É por isso que Google Maps funciona melhor em áreas urbanas economicamente atraentes do que em áreas rurais. “Swisstopo, um órgão público, produz geodados e mapas de alta qualidade em todos os lugares, independentemente do interesse comercial”, replica Streit. Isso não significa que os dois serviços estejam competindo. “Não queremos e não podemos competir com a Google. Oferecemos serviços diferentes com objetivos distintos.”
Modelo de negócios
Graças à digitalização, os mapas estão mais presentes na vida das pessoas do que nunca.
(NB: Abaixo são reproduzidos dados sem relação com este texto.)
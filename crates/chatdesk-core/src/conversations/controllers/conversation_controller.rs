use futures::future::join_all;
use tracing::{debug, info, warn};

use crate::app::events::COMPARE_REJECTED_MESSAGE;
use crate::app::folder_ops::{self, FolderScope};
use crate::app::{Action, AppState, EpicContext};
use crate::conversations::ConversationAction;
use crate::conversations::models::{Conversation, ConversationMode, ConversationPatch, ModelRef};
use crate::entities::ids::LOCAL_BUCKET;
use crate::entities::naming::{
    DEFAULT_CONVERSATION_NAME, next_default_name, prepare_entity_name, unique_name,
};
use crate::entities::{
    ApiKind, EntityId, Folder, FolderItem, FolderPath, IdRemap, LoadStatus,
};
use crate::repositories::RepositoryResult;
use crate::repositories::batch::{delete_all, relocate};

/// The conversation with its full body, fetching it when only the header is resident.
pub(crate) async fn load_body(ctx: &EpicContext, id: &EntityId) -> RepositoryResult<Conversation> {
    let resident = ctx.read(|s| {
        s.conversations
            .conversation(id)
            .filter(|c| c.is_loaded())
            .cloned()
    });
    if let Some(conversation) = resident {
        return Ok(conversation);
    }
    let mut conversation = ctx.services().conversations.get(id).await?;
    conversation.set_entity_id(id.clone());
    conversation.status = LoadStatus::Loaded;
    Ok(conversation)
}

pub(crate) fn folder_scope(ctx: &EpicContext) -> FolderScope<Conversation> {
    fn tree(state: &AppState) -> (&[Folder], Vec<&EntityId>) {
        (
            &state.conversations.folders,
            state.conversations.conversations.iter().map(|c| &c.id).collect(),
        )
    }
    fn apply(remap: IdRemap) -> Action {
        ConversationAction::ApplyIdRemap { remap }.into()
    }
    FolderScope {
        tree,
        repository: ctx.services().conversations.clone(),
        apply,
    }
}

/// List the user's conversations, then restore the stored selection or start a new one.
pub fn init(ctx: &EpicContext) {
    let task_ctx = ctx.clone();
    ctx.spawn(async move {
        let ctx = task_ctx;
        let root = ctx.read(|s| s.conversations.root_folder());
        match ctx.services().conversations.list(&root).await {
            Ok(listing) => {
                info!(
                    conversations = listing.entities.len(),
                    folders = listing.folders.len(),
                    "Loaded conversations"
                );
                let available: Vec<EntityId> =
                    listing.entities.iter().map(|c| c.id.clone()).collect();
                let folders = listing
                    .folders
                    .into_iter()
                    .map(|id| Folder {
                        status: LoadStatus::Loaded,
                        ..Folder::new(id)
                    })
                    .collect();
                ctx.dispatch(ConversationAction::InitSuccess {
                    folders,
                    conversations: listing.entities,
                });

                let restored: Vec<EntityId> = ctx.read(|s| {
                    s.restored_selection
                        .iter()
                        .filter(|id| available.contains(id))
                        .cloned()
                        .collect()
                });
                if restored.is_empty() {
                    ctx.dispatch(ConversationAction::CreateNewConversations { names: Vec::new() });
                } else {
                    ctx.dispatch(ConversationAction::SelectConversations { ids: restored });
                }
            }
            Err(e) => {
                warn!(error = ?e, "Failed to load conversations");
                ctx.report(&e, "Failed to load conversations.");
                ctx.dispatch(ConversationAction::InitFail {
                    message: e.to_string(),
                });
                ctx.dispatch(ConversationAction::CreateNewConversations { names: Vec::new() });
            }
        }
    });
}

/// Fetch bodies for the selected conversations that only have headers.
pub fn upload_selected(ctx: &EpicContext, ids: &[EntityId]) {
    let missing: Vec<EntityId> = ctx.read(|s| {
        ids.iter()
            .filter(|id| {
                s.conversations
                    .conversation(id)
                    .is_none_or(|c| !c.is_loaded())
            })
            .cloned()
            .collect()
    });
    ctx.dispatch(ConversationAction::UploadConversationsByIds { ids: missing });
}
E a empresa californiana tira o máximo proveito disso. “O que a Google não é exatamente o que interessa aos seus usuários, mas sim o que é bom para seus negócios e usa os dados das pessoas para esses fins”, diz Lorenz Hurni, diretor do Instituto de Cartografia e Geoinformação da Escola Politécnica Federal de Zurique (ETH).
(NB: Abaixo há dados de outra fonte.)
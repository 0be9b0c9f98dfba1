pub mod publication;
pub mod publications_store;

pub use publication::{
    PublicEntity, Publication, PublicationRequest, PublicationResource, PublicationStatus,
    ResourceAction,
};
pub use publications_store::PublicationsState;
As imagens aéreas também tornam os mapas mais ambíguos, porque nem todos os objetos geográficos são claramente definidos, por exemplo, quando são obscurecidos por obstáculos como árvores ou postes, explica Hurni.
Google é tão dominante que se torna quase impossível para outras empresas competirem, o que cria uma situação semelhante a um monopólio, critica Simon Poole, da OpenStreetMapLink externo, frequentemente descrita como a “Wikipédia” dos dados de mapas. “Google combinou seu domínio como mecanismo de busca com o de serviço geográfico na internet. Isso é perigoso”, afirma Poole. Ele ressalta que a capacidade da empresa de coletar vastas quantidades de informações sobre os usuários e de rastrear e registrar seus movimentos constitui um problema significativo.
Por outro lado, Widmann não está preocupado com o fato de seu projeto inicial ter evoluído para um modelo de negócios que alguns consideram “perigoso”. Ele confia no compromisso da Google com os interesses e a privacidade dos usuários e está mais preocupado com outros participantes do mercado que se aproximam do território do Google Maps sem seguir os mesmos padrões éticos. Segundo ele, o sucesso do Google se deve ao fato de oferecer um modelo realista do mundo. “Eu não poderia mais viver sem o Google Maps”, confessa o suíço, que ainda se sente profundamente ligado à empresa que transformou sua vida. Ele não está sozinho nessa dependência.
Atualmente, Widmann é um investidor. Embora não trabalhe mais diretamente para a Google, ele mantém seu instinto para identificar boas ideias. Ele acredita que o desafio das próximas décadas será criar mapas precisos e de alta resolução em todo o mundo, para integrá-los aos sistemas de carros autônomos. “Essa será a próxima grande inovação”, prevê.